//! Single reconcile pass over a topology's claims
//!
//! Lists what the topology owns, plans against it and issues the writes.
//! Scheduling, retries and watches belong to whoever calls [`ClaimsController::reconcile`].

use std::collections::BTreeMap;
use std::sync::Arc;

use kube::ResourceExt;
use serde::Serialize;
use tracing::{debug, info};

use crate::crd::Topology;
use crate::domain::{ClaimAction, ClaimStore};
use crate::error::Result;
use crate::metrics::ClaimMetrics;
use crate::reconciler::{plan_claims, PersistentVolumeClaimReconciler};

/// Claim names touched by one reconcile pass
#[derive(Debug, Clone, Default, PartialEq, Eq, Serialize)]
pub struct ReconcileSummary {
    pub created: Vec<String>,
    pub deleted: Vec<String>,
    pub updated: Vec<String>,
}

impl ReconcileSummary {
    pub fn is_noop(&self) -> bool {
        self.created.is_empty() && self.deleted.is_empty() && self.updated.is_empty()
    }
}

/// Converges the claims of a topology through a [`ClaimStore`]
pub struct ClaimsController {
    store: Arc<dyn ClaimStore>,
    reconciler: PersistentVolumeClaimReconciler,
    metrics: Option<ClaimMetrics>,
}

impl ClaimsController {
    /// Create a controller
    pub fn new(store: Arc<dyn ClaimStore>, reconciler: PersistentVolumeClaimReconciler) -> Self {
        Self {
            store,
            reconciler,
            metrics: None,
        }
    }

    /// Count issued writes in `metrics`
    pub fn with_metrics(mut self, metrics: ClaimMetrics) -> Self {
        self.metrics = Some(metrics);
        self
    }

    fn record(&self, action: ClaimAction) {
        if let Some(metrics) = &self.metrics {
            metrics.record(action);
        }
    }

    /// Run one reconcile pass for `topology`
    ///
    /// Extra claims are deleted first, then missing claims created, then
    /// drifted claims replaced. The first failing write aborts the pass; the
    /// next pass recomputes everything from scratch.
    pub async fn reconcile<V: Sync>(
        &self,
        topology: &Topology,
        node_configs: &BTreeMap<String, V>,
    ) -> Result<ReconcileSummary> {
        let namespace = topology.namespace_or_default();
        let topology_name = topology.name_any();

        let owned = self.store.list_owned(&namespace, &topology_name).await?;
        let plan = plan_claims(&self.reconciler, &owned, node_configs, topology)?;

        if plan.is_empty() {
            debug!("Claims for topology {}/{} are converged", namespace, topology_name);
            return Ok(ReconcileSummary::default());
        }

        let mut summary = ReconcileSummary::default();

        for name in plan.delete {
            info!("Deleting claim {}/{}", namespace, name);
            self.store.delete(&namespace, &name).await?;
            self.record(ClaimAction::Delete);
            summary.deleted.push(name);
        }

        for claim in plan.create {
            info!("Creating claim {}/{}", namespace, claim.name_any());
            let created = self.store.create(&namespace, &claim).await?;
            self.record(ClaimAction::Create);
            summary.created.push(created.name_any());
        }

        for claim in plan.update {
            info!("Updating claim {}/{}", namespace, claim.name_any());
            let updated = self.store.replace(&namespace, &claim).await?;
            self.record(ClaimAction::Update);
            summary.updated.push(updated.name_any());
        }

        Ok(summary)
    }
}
************
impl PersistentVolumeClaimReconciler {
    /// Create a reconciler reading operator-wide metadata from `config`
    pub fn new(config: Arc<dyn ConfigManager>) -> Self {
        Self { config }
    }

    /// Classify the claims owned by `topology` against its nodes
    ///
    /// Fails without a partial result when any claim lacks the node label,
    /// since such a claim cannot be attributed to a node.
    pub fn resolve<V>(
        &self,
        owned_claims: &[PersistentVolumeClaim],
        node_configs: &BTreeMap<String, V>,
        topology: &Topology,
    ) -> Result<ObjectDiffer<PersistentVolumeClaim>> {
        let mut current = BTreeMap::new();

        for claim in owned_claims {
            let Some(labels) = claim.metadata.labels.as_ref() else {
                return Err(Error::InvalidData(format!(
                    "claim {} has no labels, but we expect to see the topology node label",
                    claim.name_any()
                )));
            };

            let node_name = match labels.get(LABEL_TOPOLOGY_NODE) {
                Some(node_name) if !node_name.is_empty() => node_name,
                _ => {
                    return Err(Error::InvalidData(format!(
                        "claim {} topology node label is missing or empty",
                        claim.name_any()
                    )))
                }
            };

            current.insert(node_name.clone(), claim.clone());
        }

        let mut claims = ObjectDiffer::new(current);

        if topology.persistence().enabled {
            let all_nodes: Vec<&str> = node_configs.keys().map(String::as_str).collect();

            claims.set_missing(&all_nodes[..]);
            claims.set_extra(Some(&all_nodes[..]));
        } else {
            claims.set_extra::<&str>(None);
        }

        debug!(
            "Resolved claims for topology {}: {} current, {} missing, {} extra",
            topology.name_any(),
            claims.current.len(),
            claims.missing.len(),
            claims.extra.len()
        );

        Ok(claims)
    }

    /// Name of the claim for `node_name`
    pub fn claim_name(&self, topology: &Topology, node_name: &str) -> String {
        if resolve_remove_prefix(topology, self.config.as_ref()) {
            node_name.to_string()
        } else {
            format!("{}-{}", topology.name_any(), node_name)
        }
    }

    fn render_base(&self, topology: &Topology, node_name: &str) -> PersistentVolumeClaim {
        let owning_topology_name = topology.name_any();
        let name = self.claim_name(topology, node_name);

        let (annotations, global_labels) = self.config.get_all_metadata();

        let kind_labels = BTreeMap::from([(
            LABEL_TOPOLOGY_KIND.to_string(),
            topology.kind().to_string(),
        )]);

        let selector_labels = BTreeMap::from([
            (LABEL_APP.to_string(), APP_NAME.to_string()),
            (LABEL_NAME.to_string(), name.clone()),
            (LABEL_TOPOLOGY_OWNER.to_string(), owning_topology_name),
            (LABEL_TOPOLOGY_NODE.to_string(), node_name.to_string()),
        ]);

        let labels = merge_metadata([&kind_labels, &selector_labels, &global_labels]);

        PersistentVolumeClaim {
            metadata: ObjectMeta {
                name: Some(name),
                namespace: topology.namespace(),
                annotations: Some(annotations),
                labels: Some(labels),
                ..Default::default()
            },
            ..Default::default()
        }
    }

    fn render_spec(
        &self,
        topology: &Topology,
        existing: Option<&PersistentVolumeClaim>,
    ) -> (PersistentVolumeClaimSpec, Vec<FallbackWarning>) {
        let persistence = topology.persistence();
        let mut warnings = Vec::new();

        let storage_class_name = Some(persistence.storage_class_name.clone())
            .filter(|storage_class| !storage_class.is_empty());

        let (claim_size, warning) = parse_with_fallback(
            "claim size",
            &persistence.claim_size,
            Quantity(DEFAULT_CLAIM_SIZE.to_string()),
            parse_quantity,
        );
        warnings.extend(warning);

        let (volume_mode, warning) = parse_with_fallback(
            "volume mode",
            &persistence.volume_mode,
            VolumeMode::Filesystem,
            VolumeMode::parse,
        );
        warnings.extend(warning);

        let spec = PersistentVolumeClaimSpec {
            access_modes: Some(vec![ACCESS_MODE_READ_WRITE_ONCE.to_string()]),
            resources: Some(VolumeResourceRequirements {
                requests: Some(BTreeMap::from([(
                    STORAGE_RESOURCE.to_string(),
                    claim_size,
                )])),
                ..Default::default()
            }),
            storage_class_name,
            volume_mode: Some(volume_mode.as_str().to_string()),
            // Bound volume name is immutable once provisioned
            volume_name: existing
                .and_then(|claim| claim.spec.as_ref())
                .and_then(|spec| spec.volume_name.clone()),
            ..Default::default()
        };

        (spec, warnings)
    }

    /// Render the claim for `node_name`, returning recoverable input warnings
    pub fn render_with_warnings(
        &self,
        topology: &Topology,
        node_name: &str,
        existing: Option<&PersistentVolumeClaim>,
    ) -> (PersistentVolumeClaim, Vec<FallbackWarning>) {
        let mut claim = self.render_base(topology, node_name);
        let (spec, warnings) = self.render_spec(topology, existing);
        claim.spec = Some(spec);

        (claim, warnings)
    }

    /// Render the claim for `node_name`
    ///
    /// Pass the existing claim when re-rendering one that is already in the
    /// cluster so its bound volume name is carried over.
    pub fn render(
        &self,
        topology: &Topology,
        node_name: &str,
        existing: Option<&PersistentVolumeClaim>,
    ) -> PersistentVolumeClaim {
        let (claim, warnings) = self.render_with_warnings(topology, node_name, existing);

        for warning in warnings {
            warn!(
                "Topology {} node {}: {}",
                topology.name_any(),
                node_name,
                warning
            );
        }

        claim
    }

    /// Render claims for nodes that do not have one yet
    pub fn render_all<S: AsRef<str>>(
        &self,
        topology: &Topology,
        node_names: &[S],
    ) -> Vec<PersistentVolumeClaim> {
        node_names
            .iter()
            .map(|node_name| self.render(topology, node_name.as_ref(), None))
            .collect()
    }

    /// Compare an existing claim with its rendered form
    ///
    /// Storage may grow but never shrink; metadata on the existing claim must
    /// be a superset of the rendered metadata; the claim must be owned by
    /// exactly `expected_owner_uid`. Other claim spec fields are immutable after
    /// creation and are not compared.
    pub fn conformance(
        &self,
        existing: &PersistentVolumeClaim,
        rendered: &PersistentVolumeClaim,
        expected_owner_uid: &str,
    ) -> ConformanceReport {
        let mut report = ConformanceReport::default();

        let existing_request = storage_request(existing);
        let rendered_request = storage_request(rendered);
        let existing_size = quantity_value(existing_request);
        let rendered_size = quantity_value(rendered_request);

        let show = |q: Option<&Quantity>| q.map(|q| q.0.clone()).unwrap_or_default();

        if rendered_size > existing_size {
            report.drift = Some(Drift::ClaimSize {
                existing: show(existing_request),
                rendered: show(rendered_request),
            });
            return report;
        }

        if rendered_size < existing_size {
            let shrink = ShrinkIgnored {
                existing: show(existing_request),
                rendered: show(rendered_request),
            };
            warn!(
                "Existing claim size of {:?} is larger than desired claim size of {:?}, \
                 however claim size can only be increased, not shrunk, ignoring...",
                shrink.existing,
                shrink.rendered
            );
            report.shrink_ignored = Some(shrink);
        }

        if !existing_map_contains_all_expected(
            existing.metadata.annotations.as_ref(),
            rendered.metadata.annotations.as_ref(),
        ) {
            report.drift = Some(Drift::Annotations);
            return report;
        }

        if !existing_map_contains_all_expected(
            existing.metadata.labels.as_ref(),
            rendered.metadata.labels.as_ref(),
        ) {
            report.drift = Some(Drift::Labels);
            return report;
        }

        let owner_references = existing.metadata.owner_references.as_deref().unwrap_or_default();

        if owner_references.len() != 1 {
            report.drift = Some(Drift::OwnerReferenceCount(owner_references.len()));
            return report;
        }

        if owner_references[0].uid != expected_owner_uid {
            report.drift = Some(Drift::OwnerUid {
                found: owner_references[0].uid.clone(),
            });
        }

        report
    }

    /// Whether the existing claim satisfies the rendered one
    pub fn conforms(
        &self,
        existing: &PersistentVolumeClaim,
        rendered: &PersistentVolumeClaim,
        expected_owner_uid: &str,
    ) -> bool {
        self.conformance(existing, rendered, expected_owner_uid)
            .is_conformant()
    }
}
************
### Requirement:
Once you find the string "struct" in a line of the records, copy that line.

### Finished exercise:
pub struct ReconcileSummary {
pub struct ClaimsController {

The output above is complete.